Geometrical isomers of a set of new ferrocene-benzo[1,2-b:4,5-b′]difuran-2,6-(3H,7H)-dione dyads were synthesized and their optical, nonlinear optical (NLO) and electrochemical properties were investigated. The compounds were fully characterized by spectroscopic data and single crystal X-ray analysis in few cases. The second-order nonlinear polarizabilities were measured in chloroform using a femtosecond hyper-Rayleigh scattering (HRS) method at 1300 nm.
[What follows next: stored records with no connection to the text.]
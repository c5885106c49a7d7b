// Input acquisition: produce encoded image bytes from either a local file
// ("upload") or a remote URL. Uploads are forwarded untouched; URL content
// is decoded and re-encoded as JPEG before it reaches the classifier.

use crate::error::InputError;
use image::codecs::jpeg::JpegEncoder;
use image::ImageFormat;
use reqwest::blocking::Client;
use std::fmt;
use std::io::Cursor;
use std::path::{Path, PathBuf};

/// Extensions accepted for uploads.
pub const UPLOAD_EXTENSIONS: [&str; 3] = ["jpg", "jpeg", "png"];

/// Quality used when re-encoding fetched images.
pub const JPEG_QUALITY: u8 = 75;

/// Where an image comes from.
#[derive(Debug, Clone, PartialEq, Eq)]
pub enum ImageSource {
    Upload(PathBuf),
    Url(String),
}

/// Encoded image bytes for a single interaction.
#[derive(Debug, Clone)]
pub struct ImageInput {
    pub source: ImageSource,
    pub bytes: Vec<u8>,
}

/// What the terminal shows in place of the image itself.
#[derive(Debug, Clone, PartialEq, Eq)]
pub struct ImagePreview {
    pub caption: &'static str,
    pub format: Option<ImageFormat>,
    pub dimensions: Option<(u32, u32)>,
    pub size: usize,
}

impl ImageSource {
    /// Produce the bytes that will be sent to the classifier.
    pub fn acquire(&self, http: &Client) -> Result<ImageInput, InputError> {
        let bytes = match self {
            ImageSource::Upload(path) => read_upload(path)?,
            ImageSource::Url(url) => fetch_as_jpeg(http, url).map_err(|cause| {
                tracing::warn!(%url, %cause, "failed to load image from URL");
                InputError::UrlLoad
            })?,
        };
        Ok(ImageInput {
            source: self.clone(),
            bytes,
        })
    }

    pub fn caption(&self) -> &'static str {
        match self {
            ImageSource::Upload(_) => "Uploaded Image",
            ImageSource::Url(_) => "Image URL",
        }
    }
}

impl ImageInput {
    /// Probe format and dimensions. A failed probe leaves the fields empty.
    pub fn preview(&self) -> ImagePreview {
        let (format, dimensions) =
            match image::io::Reader::new(Cursor::new(self.bytes.as_slice())).with_guessed_format() {
                Ok(reader) => {
                    let format = reader.format();
                    (format, reader.into_dimensions().ok())
                }
                Err(_) => (None, None),
            };
        ImagePreview {
            caption: self.source.caption(),
            format,
            dimensions,
            size: self.bytes.len(),
        }
    }
}

impl fmt::Display for ImagePreview {
    fn fmt(&self, f: &mut fmt::Formatter<'_>) -> fmt::Result {
        write!(f, "[{}]", self.caption)?;
        if let Some(format) = self.format {
            write!(f, " {:?}", format)?;
        }
        if let Some((w, h)) = self.dimensions {
            write!(f, " {}x{}", w, h)?;
        }
        write!(f, ", {} bytes", self.size)
    }
}

fn read_upload(path: &Path) -> Result<Vec<u8>, InputError> {
    let ext = path
        .extension()
        .and_then(|e| e.to_str())
        .map(|e| e.to_ascii_lowercase())
        .unwrap_or_default();
    if !UPLOAD_EXTENSIONS.contains(&ext.as_str()) {
        return Err(InputError::UnsupportedType(path.display().to_string()));
    }
    let bytes = std::fs::read(path).map_err(|source| InputError::Read {
        path: path.display().to_string(),
        source,
    })?;
    tracing::debug!(path = %path.display(), bytes = bytes.len(), "read upload");
    Ok(bytes)
}

/// Fetch, decode and re-encode. Errors are boxed; the caller flattens them.
fn fetch_as_jpeg(http: &Client, url: &str) -> Result<Vec<u8>, Box<dyn std::error::Error>> {
    let body = http.get(url).send()?.error_for_status()?.bytes()?;
    let decoded = image::load_from_memory(&body)?;
    tracing::debug!(
        %url,
        width = decoded.width(),
        height = decoded.height(),
        "decoded fetched image"
    );
    Ok(reencode_jpeg(&decoded)?)
}

/// JPEG has no alpha channel, so the image is flattened to RGB first.
pub fn reencode_jpeg(img: &image::DynamicImage) -> image::ImageResult<Vec<u8>> {
    let rgb = img.to_rgb8();
    let mut out = Vec::new();
    {
        let mut encoder = JpegEncoder::new_with_quality(&mut out, JPEG_QUALITY);
        encoder.encode_image(&rgb)?;
    }
    Ok(out)
}

#[cfg(test)]
mod tests {
    use super::*;
    use image::{DynamicImage, Rgba, RgbaImage};

    fn checkerboard() -> DynamicImage {
        let mut img = RgbaImage::new(32, 24);
        for (x, y, px) in img.enumerate_pixels_mut() {
            let on = (x / 4 + y / 4) % 2 == 0;
            *px = if on {
                Rgba([200, 40, 40, 255])
            } else {
                Rgba([20, 20, 180, 128])
            };
        }
        DynamicImage::ImageRgba8(img)
    }

    #[test]
    fn reencoded_jpeg_decodes_with_same_dimensions() {
        let jpeg = reencode_jpeg(&checkerboard()).unwrap();
        assert_eq!(image::guess_format(&jpeg).unwrap(), ImageFormat::Jpeg);
        let back = image::load_from_memory(&jpeg).unwrap();
        assert_eq!((back.width(), back.height()), (32, 24));
    }

    #[test]
    fn rejects_unsupported_upload_extension() {
        let err = read_upload(Path::new("notes.txt")).unwrap_err();
        assert!(matches!(err, InputError::UnsupportedType(_)));
    }

    #[test]
    fn missing_upload_is_read_error() {
        let err = read_upload(Path::new("/definitely/not/here.JPG")).unwrap_err();
        assert!(matches!(err, InputError::Read { .. }));
    }

    #[test]
    fn preview_reports_format_and_size() {
        let jpeg = reencode_jpeg(&checkerboard()).unwrap();
        let input = ImageInput {
            source: ImageSource::Url("http://example.test/dog.png".into()),
            bytes: jpeg.clone(),
        };
        let preview = input.preview();
        assert_eq!(preview.caption, "Image URL");
        assert_eq!(preview.format, Some(ImageFormat::Jpeg));
        assert_eq!(preview.dimensions, Some((32, 24)));
        assert_eq!(preview.size, jpeg.len());
        assert!(preview.to_string().starts_with("[Image URL] Jpeg 32x24"));
    }

    #[test]
    fn preview_of_garbage_has_no_dimensions() {
        let input = ImageInput {
            source: ImageSource::Upload("x.png".into()),
            bytes: b"hello".to_vec(),
        };
        let preview = input.preview();
        assert_eq!(preview.dimensions, None);
        assert_eq!(preview.to_string(), "[Uploaded Image], 5 bytes");
    }
}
The dyads exhibit structure-dependent NLO properties, which could be rationalized by correlation with electrochemical and theoretical data. The (Z)-6 chromophore recorded higher β_HRS values than the corresponding (E)-6 isomer, in the donor–acceptor (D–A) type dyads. Similarly, in D–A–D chromophore 7, the β_HRS values of isomers follow the order (Z,Z) > (E,Z) > (E,E), which matches with the trend of the wavelength of their maximum absorption as well as an increasing band gap in that order. Owing to the inbuilt structural features, two of these D–A compounds were also explored as semiconducting materials in vacuum deposited top contact bottom gated thin film organic field-effect transistors (OFETs). Defying steric restrictions of the ferrocene unit, the triad (Z,Z)-7 depicted an unbalanced (μ_e: 3 × 10⁻³ cm⁻² V⁻¹ s⁻¹ and μ_h: 7 × 10⁻⁵ cm⁻² V⁻¹ s⁻¹) charge transport behaviour. Evaluation of the isomers of the type studied in this investigation constitutes one of very few reports, in particular this study reveals for the first time the semiconducting behaviour of thermally stable redox active Fc based semiconductors.